Archive for the ‘Reviews – TV, movie, book and whatever’ Category


This novel spans several centuries, following the relationship of the two most iconic monsters in literary history. Once as close as brothers but now sworn enemies, Bram Stoker’s Dracula and Mary Shelley’s Frankenstein meet for a final showdown beneath the streets of New York City.
Night Things (Dracula versus Frankenstein) takes place in a world just like yours with one startling difference: every creature of legend has stepped forward from the shadow and they now exist shoulder to shoulder with humankind! New York City has become a macabre melting pot. Vampires, werewolves, zombies and ghouls are now the new immigrants and they are chasing the American dream. The Night Things have become part of the system. But many humans feel the creatures are dangerous ticking time bombs.
Dracula, considered the messiah of the Night Things, builds an unstoppable army as he plots to wipe humanity from the face of the earth.
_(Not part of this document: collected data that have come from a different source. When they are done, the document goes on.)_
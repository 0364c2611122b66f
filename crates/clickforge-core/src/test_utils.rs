//! Shared test helpers for unit tests, integration tests and benchmarks.
//!
//! Gated behind `#[cfg(any(test, feature = "test-utils"))]` so these helpers
//! are available in unit tests, integration tests, and benchmarks (via the
//! `test-utils` feature).

use std::cell::RefCell;
use std::collections::BTreeMap;
use std::rc::Rc;

use crate::clock::ManualClock;
use crate::condition::{Condition, Stat};
use crate::config::*;
use crate::engine::Engine;
use crate::event::{Event, EventKind};
use crate::modifier::{CLICK, ModifierDef, PRODUCTION, generator_key};
use crate::persistence::MemoryStorage;

/// Wall-clock start for every test engine (2023-11-14).
pub const START_MS: i64 = 1_700_000_000_000;

/// Fixed seed so critical and event rolls replay identically.
pub const TEST_SEED: u64 = 7;

// ===========================================================================
// Small builders
// ===========================================================================

pub fn price(currency: &str, amount: f64) -> BTreeMap<String, f64> {
    BTreeMap::from([(currency.to_string(), amount)])
}

pub fn upgrade(id: &str, cost: f64, modifiers: Vec<ModifierDef>) -> UpgradeDef {
    UpgradeDef {
        id: id.to_string(),
        cost: price(DEFAULT_CURRENCY, cost),
        modifiers,
        unlock: Condition::Always,
        max_level: None,
        always_visible: false,
    }
}

pub fn generator(id: &str, cost: f64, base_production: f64) -> GeneratorDef {
    GeneratorDef {
        id: id.to_string(),
        currency: DEFAULT_CURRENCY.to_string(),
        cost,
        cost_currency: None,
        base_production,
        efficiency: 1.0,
        unlock: Condition::Always,
    }
}

/// Defaults with every random roll disabled and a fixed seed.
pub fn quiet_config() -> GameConfig {
    GameConfig {
        crit_chance: 0.0,
        event_chance: 0.0,
        rng_seed: Some(TEST_SEED),
        ..GameConfig::default()
    }
}

// ===========================================================================
// Sample content
// ===========================================================================

/// A small game touching every entity kind.
///
/// - upgrades: `better_clicks` (10 points, click +1, max level 5) and
///   `efficient_cursors` (50 points, `generator_cursor` +1, unlocks with one
///   cursor)
/// - generators: `cursor` (10 points, 1/s) and `farm` (100 points, 8/s,
///   unlocks at 50 points held)
/// - achievement `first_clicks` (5 clicks, 5 points, production +0.1)
/// - event `golden_hour` (10 s, 100 points, click +0.5)
/// - quests: `clicker` (10 clicks, 25 points, production +0.05) and
///   `builder` (own 2 cursors, 10 points)
/// - prestige tier `ascend` (cost 1, unlocks at 1e6 points generated,
///   production +0.5)
pub fn sample_config() -> GameConfig {
    GameConfig {
        upgrades: vec![
            UpgradeDef {
                max_level: Some(5),
                ..upgrade("better_clicks", 10.0, vec![ModifierDef::additive(CLICK, 1.0)])
            },
            UpgradeDef {
                unlock: Condition::at_least(Stat::GeneratorOwned("cursor".into()), 1.0),
                ..upgrade(
                    "efficient_cursors",
                    50.0,
                    vec![ModifierDef::additive(&generator_key("cursor"), 1.0)],
                )
            },
        ],
        generators: vec![
            generator("cursor", 10.0, 1.0),
            GeneratorDef {
                unlock: Condition::at_least(Stat::Resource(DEFAULT_CURRENCY.into()), 50.0),
                ..generator("farm", 100.0, 8.0)
            },
        ],
        achievements: vec![AchievementDef {
            id: "first_clicks".into(),
            condition: Condition::at_least(Stat::TotalClicks, 5.0),
            reward: price(DEFAULT_CURRENCY, 5.0),
            modifiers: vec![ModifierDef::additive(PRODUCTION, 0.1)],
        }],
        events: vec![EventDef {
            id: "golden_hour".into(),
            duration: Some(10.0),
            rewards: price(DEFAULT_CURRENCY, 100.0),
            modifiers: vec![ModifierDef::additive(CLICK, 0.5)],
        }],
        quests: vec![
            QuestDef {
                id: "clicker".into(),
                goal: QuestGoal::Action {
                    action: QuestAction::Click,
                    subject: None,
                    measure: QuestMeasure::Count,
                    target: 10.0,
                },
                reward: price(DEFAULT_CURRENCY, 25.0),
                modifiers: vec![ModifierDef::additive(PRODUCTION, 0.05)],
            },
            QuestDef {
                id: "builder".into(),
                goal: QuestGoal::Condition(Condition::at_least(
                    Stat::GeneratorOwned("cursor".into()),
                    2.0,
                )),
                reward: price(DEFAULT_CURRENCY, 10.0),
                modifiers: Vec::new(),
            },
        ],
        prestige: vec![PrestigeDef {
            id: "ascend".into(),
            cost: 1.0,
            unlock: Condition::at_least(Stat::TotalGenerated(DEFAULT_CURRENCY.into()), 1e6),
            modifiers: vec![ModifierDef::additive(PRODUCTION, 0.5)],
        }],
        ..quiet_config()
    }
}

/// One entity per modifier source, for resolver tests.
pub fn modifier_config() -> GameConfig {
    GameConfig {
        upgrades: vec![
            upgrade("sharp_fingers", 10.0, vec![ModifierDef::additive(CLICK, 0.5)]),
            upgrade("overdrive", 100.0, vec![ModifierDef::exponential(PRODUCTION, 1.5)]),
        ],
        generators: vec![generator("miner", 10.0, 1.0)],
        achievements: vec![AchievementDef {
            id: "busy".into(),
            condition: Condition::Always,
            reward: BTreeMap::new(),
            modifiers: vec![ModifierDef::additive(PRODUCTION, 0.25)],
        }],
        prestige: vec![PrestigeDef {
            id: "heritage".into(),
            cost: 1.0,
            unlock: Condition::Always,
            modifiers: vec![ModifierDef::additive(CLICK, 1.0)],
        }],
        ..quiet_config()
    }
}

/// One `miner` (10 points, 1/s) and exactly enough points to buy it.
pub fn single_generator_config() -> GameConfig {
    GameConfig {
        resources: price(DEFAULT_CURRENCY, 10.0),
        generators: vec![generator("miner", 10.0, 1.0)],
        ..quiet_config()
    }
}

// ===========================================================================
// Engine builders
// ===========================================================================

/// A stopped engine on a manual clock at [`START_MS`] with fresh in-memory
/// storage. The returned clock and storage share state with the engine's.
pub fn test_engine(config: GameConfig) -> (Engine, ManualClock, MemoryStorage) {
    test_engine_with_storage(config, MemoryStorage::new())
}

pub fn test_engine_with_storage(
    config: GameConfig,
    storage: MemoryStorage,
) -> (Engine, ManualClock, MemoryStorage) {
    test_engine_with_clock(config, storage, ManualClock::new(START_MS))
}

pub fn test_engine_with_clock(
    config: GameConfig,
    storage: MemoryStorage,
    clock: ManualClock,
) -> (Engine, ManualClock, MemoryStorage) {
    let engine = Engine::new(config, Box::new(storage.clone()), Box::new(clock.clone()))
        .expect("test config should validate");
    (engine, clock, storage)
}

/// Like [`test_engine`], but already started.
pub fn running_engine(config: GameConfig) -> (Engine, ManualClock, MemoryStorage) {
    let (mut engine, clock, storage) = test_engine(config);
    engine.start();
    (engine, clock, storage)
}

// ===========================================================================
// Recording subscribers
// ===========================================================================

/// Collect every delivered event of `kind`.
pub fn record_events(engine: &mut Engine, kind: EventKind) -> Rc<RefCell<Vec<Event>>> {
    let seen = Rc::new(RefCell::new(Vec::new()));
    let sink = seen.clone();
    engine.on(kind, move |notification, _| {
        sink.borrow_mut().push(notification.event.clone());
        Ok(())
    });
    seen
}
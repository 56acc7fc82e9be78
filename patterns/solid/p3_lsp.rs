//! SOLID 3: Liskov Substitution
//! Example: a square that breaks the expectations of rectangle-handling code
//!
//! Run with: cargo run --bin p3_lsp

trait Quad {
    fn width(&self) -> f64;
    fn height(&self) -> f64;
    fn set_width(&mut self, width: f64);
    fn set_height(&mut self, height: f64);

    fn area(&self) -> f64 {
        self.width() * self.height()
    }
}

struct Rectangle {
    width: f64,
    height: f64,
}

impl Quad for Rectangle {
    fn width(&self) -> f64 {
        self.width
    }
    fn height(&self) -> f64 {
        self.height
    }
    fn set_width(&mut self, width: f64) {
        self.width = width;
    }
    fn set_height(&mut self, height: f64) {
        self.height = height;
    }
}

/// Keeps both sides equal, so setting one side silently changes the other.
struct Square {
    side: f64,
}

impl Quad for Square {
    fn width(&self) -> f64 {
        self.side
    }
    fn height(&self) -> f64 {
        self.side
    }
    fn set_width(&mut self, width: f64) {
        self.side = width;
    }
    fn set_height(&mut self, height: f64) {
        self.side = height;
    }
}

/// Sizes the shape to 5 x 10 and returns (expected, actual) area.
fn process(quad: &mut dyn Quad) -> (f64, f64) {
    quad.set_width(5.0);
    quad.set_height(10.0);
    (5.0 * 10.0, quad.area())
}

fn main() {
    let mut rectangle = Rectangle {
        width: 2.0,
        height: 3.0,
    };
    let (expected, actual) = process(&mut rectangle);
    println!("rectangle: area expected = {}, got = {}", expected, actual);

    let mut square = Square { side: 7.0 };
    let (expected, actual) = process(&mut square);
    println!("square:    area expected = {}, got = {}", expected, actual);
    println!(
        "square sides after set_width(5) then set_height(10): {} x {}",
        square.width(),
        square.height()
    );
}

#[cfg(test)]
mod tests {
    use super::*;

    #[test]
    fn test_rectangle_honours_contract() {
        let mut rectangle = Rectangle {
            width: 1.0,
            height: 1.0,
        };
        let (expected, actual) = process(&mut rectangle);
        assert_eq!(expected, actual);
        assert_eq!((rectangle.width(), rectangle.height()), (5.0, 10.0));
    }

    #[test]
    fn test_square_violates_contract() {
        let mut square = Square { side: 1.0 };
        let (expected, actual) = process(&mut square);
        assert_eq!(expected, 50.0);
        assert_eq!(actual, 100.0);
        // set_height overwrote the width set just before it.
        assert_eq!(square.width(), 10.0);
    }
}
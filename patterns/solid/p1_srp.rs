//! SOLID 1: Single Responsibility
//! Example: a journal that only keeps entries, and a separate persistence format
//!
//! Run with: cargo run --bin p1_srp

struct Journal {
    title: String,
    entries: Vec<String>,
}

impl Journal {
    fn new(title: impl Into<String>) -> Self {
        Journal {
            title: title.into(),
            entries: Vec::new(),
        }
    }

    fn add(&mut self, entry: impl Into<String>) {
        self.entries.push(entry.into());
    }

    fn entries(&self) -> &[String] {
        &self.entries
    }
}

/// Saving is a separate concern; it only needs read access to the journal.
struct PersistenceManager;

impl PersistenceManager {
    fn render(journal: &Journal) -> String {
        let mut out = format!("# {}\n", journal.title);
        for (i, entry) in journal.entries().iter().enumerate() {
            out.push_str(&format!("{}: {}\n", i + 1, entry));
        }
        out
    }
}

fn main() {
    let mut journal = Journal::new("Rust SOLID");
    journal.add("Single responsibility principle");
    journal.add("Open-closed principle");
    journal.add("Liskov substitution principle");
    journal.add("Interface segregation principle");
    journal.add("Dependency inversion principle");

    print!("{}", PersistenceManager::render(&journal));
}

#[cfg(test)]
mod tests {
    use super::*;

    #[test]
    fn test_render_numbers_entries() {
        let mut journal = Journal::new("t");
        journal.add("a");
        journal.add("b");
        assert_eq!(PersistenceManager::render(&journal), "# t\n1: a\n2: b\n");
    }

    #[test]
    fn test_empty_journal() {
        let journal = Journal::new("empty");
        assert_eq!(PersistenceManager::render(&journal), "# empty\n");
    }
}
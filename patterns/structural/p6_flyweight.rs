//! Structural Pattern 6: Flyweight
//! Example: a random document drawn through a cache of shared coloured glyphs
//!
//! Run with: cargo run --bin p6_flyweight
//! Tune with PATTERNS_DOCUMENT_LEN, PATTERNS_POINT_SIZE and PATTERNS_SEED.

use anyhow::{Context, Result};
use colored::{ColoredString, Colorize};
use design_patterns::{
    logging, Character, DemoConfig, GlyphCache, Numeral, RandomVariant, Variant, VariantPolicy,
};
use rand::rngs::StdRng;
use rand::{Rng, SeedableRng};

fn random_document(len: usize, rng: &mut StdRng) -> String {
    (0..len)
        .map(|_| rng.gen_range(b'a'..=b'z') as char)
        .collect()
}

fn paint(text: &str, variant: Variant) -> ColoredString {
    match variant {
        Variant::Blue => text.bright_white().on_blue(),
        Variant::Green => text.bright_white().on_green(),
        Variant::Red => text.bright_white().on_red(),
    }
}

/// Draws every character of `document`, bumping the extrinsic point size each time.
fn draw_document(
    document: &str,
    cache: &mut GlyphCache,
    policy: &mut dyn VariantPolicy,
    base_point_size: usize,
) -> Result<Vec<String>> {
    let mut point_size = base_point_size;
    let mut lines = Vec::with_capacity(document.len());

    for symbol in document.chars() {
        point_size += 1;
        let glyph = cache.get_with_policy(symbol, policy)?;
        lines.push(format!(
            "{} {}",
            paint(&symbol.to_string(), glyph.variant()),
            glyph.display(point_size)
        ));
    }

    Ok(lines)
}

fn main() -> Result<()> {
    logging::init();
    let config = DemoConfig::from_env().context("reading flyweight demo settings")?;

    let (mut doc_rng, mut policy) = match config.seed {
        Some(seed) => (
            StdRng::seed_from_u64(seed),
            RandomVariant::seeded(seed.wrapping_add(1)),
        ),
        None => (StdRng::from_entropy(), RandomVariant::from_entropy()),
    };

    let document = random_document(config.document_len, &mut doc_rng);
    println!("random message created ({} characters)", document.len());

    let mut cache = GlyphCache::new();
    for line in draw_document(&document, &mut cache, &mut policy, config.base_point_size)? {
        println!("{}", line);
    }

    println!();
    println!("=== Unshared flyweights ===");
    let numerals: Vec<Box<dyn Character>> = vec![
        Box::new(Numeral::new(1)),
        Box::new(Numeral::new(2)),
        Box::new(Numeral::new(3)),
    ];
    for (i, numeral) in numerals.iter().enumerate() {
        println!("{}", numeral.display(config.base_point_size + i));
    }

    println!();
    println!(
        "{} characters drawn with {} shared glyphs",
        document.chars().count(),
        cache.created()
    );
    Ok(())
}

#[cfg(test)]
mod tests {
    use super::*;
    use design_patterns::FixedVariant;

    #[test]
    fn test_random_document_is_lowercase() {
        let mut rng = StdRng::seed_from_u64(1);
        let doc = random_document(500, &mut rng);
        assert_eq!(doc.len(), 500);
        assert!(doc.chars().all(|c| c.is_ascii_lowercase()));
    }

    #[test]
    fn test_draw_document_shares_glyphs() {
        let mut cache = GlyphCache::new();
        let mut policy = FixedVariant(0);
        let lines = draw_document("abab", &mut cache, &mut policy, 10).unwrap();

        assert_eq!(lines.len(), 4);
        let (first, last) = (&lines[0], &lines[3]);
        assert!(first.ends_with("symbol a with color Blue (pointsize 11)"));
        assert!(last.ends_with("symbol b with color Blue (pointsize 14)"));
        assert_eq!(cache.created(), 2);
    }

    #[test]
    fn test_draw_document_propagates_unsupported_variant() {
        let mut cache = GlyphCache::new();
        let result = draw_document("a", &mut cache, &mut FixedVariant(5), 10);
        assert!(result.is_err());
    }
}
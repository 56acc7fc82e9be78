//! Creational Pattern 2: Builder
//! Example: a director driving interchangeable car builders step by step
//!
//! Run with: cargo run --bin p2_builder

use std::fmt;
use std::rc::Rc;

#[derive(Debug, Default, PartialEq)]
struct Car {
    seat: String,
    engine: String,
    wheel: String,
}

impl fmt::Display for Car {
    fn fmt(&self, f: &mut fmt::Formatter<'_>) -> fmt::Result {
        write!(
            f,
            "Seat: {}, Engine: {}, Wheel: {}",
            self.seat, self.engine, self.wheel
        )
    }
}

trait CarBuilder {
    fn build_seat(&self, car: &mut Car);
    fn build_engine(&self, car: &mut Car);
    fn build_wheel(&self, car: &mut Car);
}

struct LuxuryBuilder;
struct BasicBuilder;

impl CarBuilder for LuxuryBuilder {
    fn build_seat(&self, car: &mut Car) {
        car.seat = "Luxury Seat".to_string();
    }
    fn build_engine(&self, car: &mut Car) {
        car.engine = "Luxury Engine".to_string();
    }
    fn build_wheel(&self, car: &mut Car) {
        car.wheel = "Luxury Wheel".to_string();
    }
}

impl CarBuilder for BasicBuilder {
    fn build_seat(&self, car: &mut Car) {
        car.seat = "Basic Seat".to_string();
    }
    fn build_engine(&self, car: &mut Car) {
        car.engine = "Basic Engine".to_string();
    }
    fn build_wheel(&self, car: &mut Car) {
        car.wheel = "Basic Wheel".to_string();
    }
}

/// Fixes the construction order; the builder decides what each step produces.
struct Director {
    builder: Rc<dyn CarBuilder>,
}

impl Director {
    fn new(builder: Rc<dyn CarBuilder>) -> Self {
        Director { builder }
    }

    fn set(&mut self, builder: Rc<dyn CarBuilder>) {
        self.builder = builder;
    }

    fn construct(&self) -> Car {
        let mut car = Car::default();
        self.builder.build_seat(&mut car);
        self.builder.build_engine(&mut car);
        self.builder.build_wheel(&mut car);
        car
    }
}

fn main() {
    let mut director = Director::new(Rc::new(LuxuryBuilder));
    let luxury = director.construct();
    println!("Product car1 {}", luxury);

    director.set(Rc::new(BasicBuilder));
    let basic = director.construct();
    println!("Product car2 {}", basic);
}
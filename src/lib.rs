//! # Design Patterns
//!
//! Classic object-oriented design patterns expressed in Rust, plus a handful of
//! SOLID-principle illustrations. Every pattern ships as a runnable demo binary.
//!
//! ## Library Components
//!
//! 1. **Flyweight** ([`flyweight`])
//!    - `GlyphCache` memoises one shared `Rc<Glyph>` per (symbol, variant)
//!    - Variant selection is supplied by the caller through `VariantPolicy`
//!
//! 2. **Composite** ([`composite`])
//!    - Leaf and group nodes behind one `Node` enum
//!    - Groups keep `Weak` links to children; dead links are skipped on render
//!
//! ## Running Examples
//!
//! ```bash
//! # Creational
//! cargo run --bin p1_abstract_factory
//! cargo run --bin p2_builder
//! cargo run --bin p3_factory_method
//! cargo run --bin p4_prototype
//! cargo run --bin p5_singleton
//!
//! # Structural
//! cargo run --bin p1_adapter
//! cargo run --bin p2_bridge
//! cargo run --bin p3_composite
//! cargo run --bin p4_decorator
//! cargo run --bin p5_facade
//! cargo run --bin p6_flyweight
//! cargo run --bin p7_proxy
//!
//! # SOLID
//! cargo run --bin p1_srp
//! cargo run --bin p2_ocp
//! cargo run --bin p3_lsp
//! cargo run --bin p4_isp
//! cargo run --bin p5_dip
//! ```
//!
//! Set `RUST_LOG=debug` to see flyweight cache hits and composite links as
//! well as glyph creations.

pub mod composite;
pub mod config;
pub mod error;
pub mod flyweight;
pub mod logging;

pub use composite::Node;
pub use config::DemoConfig;
pub use error::PatternError;
pub use flyweight::{
    Character, FixedVariant, Glyph, GlyphCache, GlyphKey, Numeral, RandomVariant, Variant,
    VariantPolicy,
};
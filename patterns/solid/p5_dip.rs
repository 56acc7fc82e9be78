//! SOLID 5: Dependency Inversion
//! Example: a car depending on a logger abstraction injected at construction
//!
//! Run with: cargo run --bin p5_dip

use design_patterns::logging;
use std::fmt;
use std::rc::Rc;

trait Logger {
    fn log(&self, message: &str);
}

/// Production logger backed by `tracing`.
struct TracingLogger;

impl Logger for TracingLogger {
    fn log(&self, message: &str) {
        tracing::info!("{}", message);
    }
}

#[derive(Debug)]
struct Engine {
    volume: f32,
    horse_power: u32,
}

impl Default for Engine {
    fn default() -> Self {
        Engine {
            volume: 5.0,
            horse_power: 400,
        }
    }
}

struct Car {
    engine: Rc<Engine>,
    logger: Rc<dyn Logger>,
}

impl Car {
    fn new(engine: Rc<Engine>, logger: Rc<dyn Logger>) -> Self {
        logger.log("Created a car");
        Car { engine, logger }
    }

    fn drive(&self, km: u32) {
        self.logger.log(&format!("Drove {} km", km));
    }
}

impl fmt::Display for Car {
    fn fmt(&self, f: &mut fmt::Formatter<'_>) -> fmt::Result {
        write!(
            f,
            "car with engine: volume: {} horse_power: {}",
            self.engine.volume, self.engine.horse_power
        )
    }
}

fn main() {
    logging::init();

    let car = Car::new(Rc::new(Engine::default()), Rc::new(TracingLogger));
    car.drive(12);
    println!("{}", car);
}

#[cfg(test)]
mod tests {
    use super::*;
    use std::cell::RefCell;

    /// Test double that records messages.
    #[derive(Default)]
    struct MemoryLogger {
        lines: RefCell<Vec<String>>,
    }

    impl Logger for MemoryLogger {
        fn log(&self, message: &str) {
            self.lines.borrow_mut().push(message.to_string());
        }
    }

    #[test]
    fn test_injected_logger_receives_messages() {
        let logger = Rc::new(MemoryLogger::default());
        let car = Car::new(Rc::new(Engine::default()), logger.clone());
        car.drive(3);

        assert_eq!(*logger.lines.borrow(), vec!["Created a car", "Drove 3 km"]);
    }

    #[test]
    fn test_display() {
        let logger = Rc::new(MemoryLogger::default());
        let car = Car::new(Rc::new(Engine::default()), logger);
        assert_eq!(
            car.to_string(),
            "car with engine: volume: 5 horse_power: 400"
        );
    }
}
//! Structural Pattern 4: Decorator
//! Example: drinks wrapped in ingredients that extend description and price
//!
//! Run with: cargo run --bin p4_decorator

trait Drink {
    fn describe(&self) -> String;
    fn price(&self) -> u32;
}

struct Water;
struct Milk;

impl Drink for Water {
    fn describe(&self) -> String {
        "Water".to_string()
    }
    fn price(&self) -> u32 {
        1
    }
}

impl Drink for Milk {
    fn describe(&self) -> String {
        "Milk".to_string()
    }
    fn price(&self) -> u32 {
        10
    }
}

/// A single decorator type; each ingredient is data rather than a subclass.
#[derive(Debug, Clone, Copy, PartialEq)]
enum Ingredient {
    Coffee,
    Sugar,
    IceCube,
}

impl Ingredient {
    fn label(self) -> &'static str {
        match self {
            Ingredient::Coffee => "Coffee",
            Ingredient::Sugar => "Sugar",
            Ingredient::IceCube => "Ice Cube",
        }
    }

    fn extra(self) -> u32 {
        match self {
            Ingredient::Coffee => 5,
            Ingredient::Sugar | Ingredient::IceCube => 1,
        }
    }
}

struct With {
    ingredient: Ingredient,
    inner: Box<dyn Drink>,
}

impl Drink for With {
    fn describe(&self) -> String {
        format!("{} + {}", self.inner.describe(), self.ingredient.label())
    }

    fn price(&self) -> u32 {
        self.inner.price() + self.ingredient.extra()
    }
}

trait DrinkExt: Drink + Sized + 'static {
    fn with(self, ingredient: Ingredient) -> With {
        With {
            ingredient,
            inner: Box::new(self),
        }
    }
}

impl<T: Drink + 'static> DrinkExt for T {}

fn main() {
    let iced_coffee = Water
        .with(Ingredient::Sugar)
        .with(Ingredient::IceCube)
        .with(Ingredient::Coffee);
    println!("recipe of Iced Coffee: {}", iced_coffee.describe());
    println!("price: {} $", iced_coffee.price());

    let cafe_latte = Milk.with(Ingredient::Sugar).with(Ingredient::Coffee);
    println!("recipe of Cafe Latte: {}", cafe_latte.describe());
    println!("price: {} $", cafe_latte.price());
}

#[cfg(test)]
mod tests {
    use super::*;

    #[test]
    fn test_iced_coffee() {
        let drink = Water
            .with(Ingredient::Sugar)
            .with(Ingredient::IceCube)
            .with(Ingredient::Coffee);
        assert_eq!(drink.describe(), "Water + Sugar + Ice Cube + Coffee");
        assert_eq!(drink.price(), 8);
    }

    #[test]
    fn test_cafe_latte() {
        let drink = Milk.with(Ingredient::Sugar).with(Ingredient::Coffee);
        assert_eq!(drink.price(), 16);
    }

    #[test]
    fn test_undecorated() {
        assert_eq!(Milk.describe(), "Milk");
        assert_eq!(Water.price(), 1);
    }
}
The mysterious New York crime boss, Johnny Stücke (the creation of Frankenstein) wants to keep the peace between the Night Things and humanity. Stücke fears total extermination of his kind, should Dracula unleash his forces on New York.
The fight for the night begins.
Critically-acclaimed horror author Terry M. West continues his Magic Now series with this standalone novel that presents a world only a slight shade darker than our own.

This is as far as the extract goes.